Salman Tertarik Kepada Agama Nasrani
Salman berkata, "Kemudian aku pergi menuju ladang ayahku seperti diperintahkan kepadaku. Dalam perjalanan ke ladang ayahku, aku melewati salah satu gereja milik orangorang Nasrani, dan aku dengar suara-suara mereka ketika mereka mengerjakan shalat di dalamnya. Aku tidak tahu banyak persoalan manusia, karena aku dipingit ayah di rumah. Ketika aku mendengar suara-suara mereka, aku masuk kepada mereka untuk melihat dari dekat apa yang mereka kerjakan di dalamnya. Ketika aku melihat mereka, aku kagum kepada shalat-shalat mereka dan tertarik kepada aktifitas mereka. Aku berkata, 'Demi Allah, agama orang-orang ini lebih baik daripada agama yang aku peluk. Demi Allah, aku tidak meninggalkan mereka hingga matahari terbenam. Aku membatalkan pergi ke ladang ayahku.

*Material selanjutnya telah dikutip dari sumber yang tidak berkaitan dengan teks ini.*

use crate::foundation::error::{TexforgeError, TexforgeResult};
use std::collections::HashMap;
use std::path::{Path, PathBuf};
use std::sync::Mutex;

/// Locates the external tools by name.
///
/// Search order per tool:
/// 1. an explicit override, returned unconditionally even if the path does
///    not exist, so the failure surfaces at the invocation site with a
///    clearer error;
/// 2. the configured search directory, trying the bare name and the platform
///    executable suffix;
/// 3. a PATH scan.
///
/// Successes are memoized per tool name. The resolver is instance-owned and
/// constructor-injected; changed configuration means constructing a new
/// resolver, so there is no invalidation hook.
#[derive(Debug, Default)]
pub struct BinaryResolver {
    overrides: HashMap<String, PathBuf>,
    search_dir: Option<PathBuf>,
    memo: Mutex<HashMap<String, PathBuf>>,
}

impl BinaryResolver {
    /// Create a resolver with an optional configured search directory.
    pub fn new(search_dir: Option<PathBuf>) -> Self {
        Self {
            overrides: HashMap::new(),
            search_dir,
            memo: Mutex::new(HashMap::new()),
        }
    }

    /// Register an explicit per-tool override.
    pub fn with_override(mut self, name: impl Into<String>, path: impl Into<PathBuf>) -> Self {
        self.overrides.insert(name.into(), path.into());
        self
    }

    /// Resolve `name` to an absolute-ish invocable path.
    pub fn resolve(&self, name: &str) -> TexforgeResult<PathBuf> {
        if let Some(hit) = self.memo.lock().expect("resolver memo poisoned").get(name) {
            return Ok(hit.clone());
        }

        let found = self.locate(name)?;
        self.memo
            .lock()
            .expect("resolver memo poisoned")
            .insert(name.to_string(), found.clone());
        Ok(found)
    }

    fn locate(&self, name: &str) -> TexforgeResult<PathBuf> {
        if let Some(explicit) = self.overrides.get(name) {
            return Ok(explicit.clone());
        }

        if let Some(dir) = &self.search_dir
            && let Some(hit) = probe_dir(dir, name)
        {
            return Ok(hit);
        }

        if let Ok(hit) = which::which(name) {
            return Ok(hit);
        }

        Err(TexforgeError::BinaryNotFound {
            name: name.to_string(),
            detail: format!(
                "searched {}PATH; configure an explicit binary path for '{name}'",
                self.search_dir
                    .as_deref()
                    .map(|d| format!("'{}' and ", d.display()))
                    .unwrap_or_default()
            ),
        })
    }
}

fn probe_dir(dir: &Path, name: &str) -> Option<PathBuf> {
    let bare = dir.join(name);
    if bare.is_file() {
        return Some(bare);
    }
    if !std::env::consts::EXE_SUFFIX.is_empty() {
        let suffixed = dir.join(format!("{name}{}", std::env::consts::EXE_SUFFIX));
        if suffixed.is_file() {
            return Some(suffixed);
        }
    }
    None
}

#[cfg(test)]
mod tests {
    use super::*;

    #[test]
    fn explicit_override_wins_even_when_nonexistent() {
        let dir = tempfile::tempdir().unwrap();
        // Put a real candidate in the search dir; the override must still win.
        std::fs::write(dir.path().join("tool"), "").unwrap();
        let resolver = BinaryResolver::new(Some(dir.path().to_path_buf()))
            .with_override("tool", "/nonexistent/override/tool");
        let path = resolver.resolve("tool").unwrap();
        assert_eq!(path, PathBuf::from("/nonexistent/override/tool"));
    }

    #[test]
    fn search_dir_is_probed_before_path() {
        let dir = tempfile::tempdir().unwrap();
        let candidate = dir.path().join("texforge-test-tool");
        std::fs::write(&candidate, "").unwrap();
        let resolver = BinaryResolver::new(Some(dir.path().to_path_buf()));
        assert_eq!(resolver.resolve("texforge-test-tool").unwrap(), candidate);
    }

    #[test]
    fn exhausted_search_names_the_tool_and_remediation() {
        let resolver = BinaryResolver::new(None);
        let err = resolver.resolve("texforge-definitely-missing").unwrap_err();
        match err {
            TexforgeError::BinaryNotFound { name, detail } => {
                assert_eq!(name, "texforge-definitely-missing");
                assert!(detail.contains("explicit"));
            }
            other => panic!("unexpected error: {other}"),
        }
    }

    #[test]
    fn resolution_is_memoized() {
        let dir = tempfile::tempdir().unwrap();
        let candidate = dir.path().join("memo-tool");
        std::fs::write(&candidate, "").unwrap();
        let resolver = BinaryResolver::new(Some(dir.path().to_path_buf()));
        let first = resolver.resolve("memo-tool").unwrap();

        // Removing the file does not disturb the memoized result.
        std::fs::remove_file(&candidate).unwrap();
        assert_eq!(resolver.resolve("memo-tool").unwrap(), first);
    }
}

Aku berkata kepada orang-orang Nasrani tersebut, ‘Agama ini berasal dari mana?’ Mereka men-jawab, ‘Dari Syam.’ Setelah itu, aku pulang ke rumah dan ternyata ayahku mencariku, dan aku membuatnya tidak mengerjakan pekerjaannya. Ketika aku telah kembali kepadanya, ayahku berkata kepadaku, ‘Anakku, dari mana saja engkau? Bukankah engkau telah membuat perjanjian denganku?’ Aku berkata, ‘Ayah aku tadi berjalan melewati orang-orang yang sedang mengerjakan shalat di gereja mereka, kemudian aku kagum pada agama mereka yang aku lihat. Demi Allah, aku berada di tempat mereka hingga matahari terbenam.’ Ayah berkata kepadaku, ‘Anakku, tidak ada kebaikan pada agama tersebut. Agamamu, dan agama nenek moyang lebih baik daripada agama tersebut.’ Aku berkata, ‘Tidak. Demi Allah, agama tersebut lebih baik daripada agama kita.’ Setelah kejadian tersebut, ayah mengkhawatirkanku. la ikat kakiku dan memingitku di rumahnya. Aku mengutus seseorang kepada orang-orang Nasrani dan aku katakan kepada mereka, ‘Jika ada rombongan dari Syam datang kepada kalian, maka beri kabar aku tentang mereka.’ Tidak lama setelah itu, datanglah pedagang-pedagang Nasrani dari Syam, kemudian mereka menghubungiku. Aku katakan kepada mereka, ‘Jika mereka telah selesai memenuhi kebutuhannya, dan hendak pulang ke negeri mereka, maka beri izin aku untuk bisa ikut mereka’."
Salman Kabur ke Syam
Salman berkata, "Ketika para pedagang Nasrani hendak kembali ke negerinya, orang-orang Nasrani memberiku informasi tentang mereka. Kemudian aku buang rantai dari kakiku dan pergi bersama mereka hingga tiba di Syam. Setelah tiba di Syam, aku bertanya, ‘Siapakah pemeluk agama ini yang paling banyak ilmunya?’ Mereka menjawab, ‘Uskup di gereja.’ Kemudian aku datang kepada uskup tersebut dan berkata kepadanya, ‘Aku amat tertarik kapada agama ini. Jadi aku ingin sekali bisa bersamamu, dan melayanimu di gerejamu agar bisa belajar darimu dan shalat bersamamu.’ Uskup berkata, ‘Masuklah!’ Aku pun masuk kepadanya, namun uskup tersebut orang jahat. la suruh pengikutnya bersedekah. Tapi ketika mereka telah mengumpulkannya, ia simpan untuk dirinya dan tidak memberikannya kepada orang-orang miskin, hingga ia berhasil mengumpulkan tujuh tempayan penuh berisi emas dan perak. Aku sangat marah kepadanya atas tindakannya tersebut. Tidak lama kemudian uskup tersebut meninggal dunia.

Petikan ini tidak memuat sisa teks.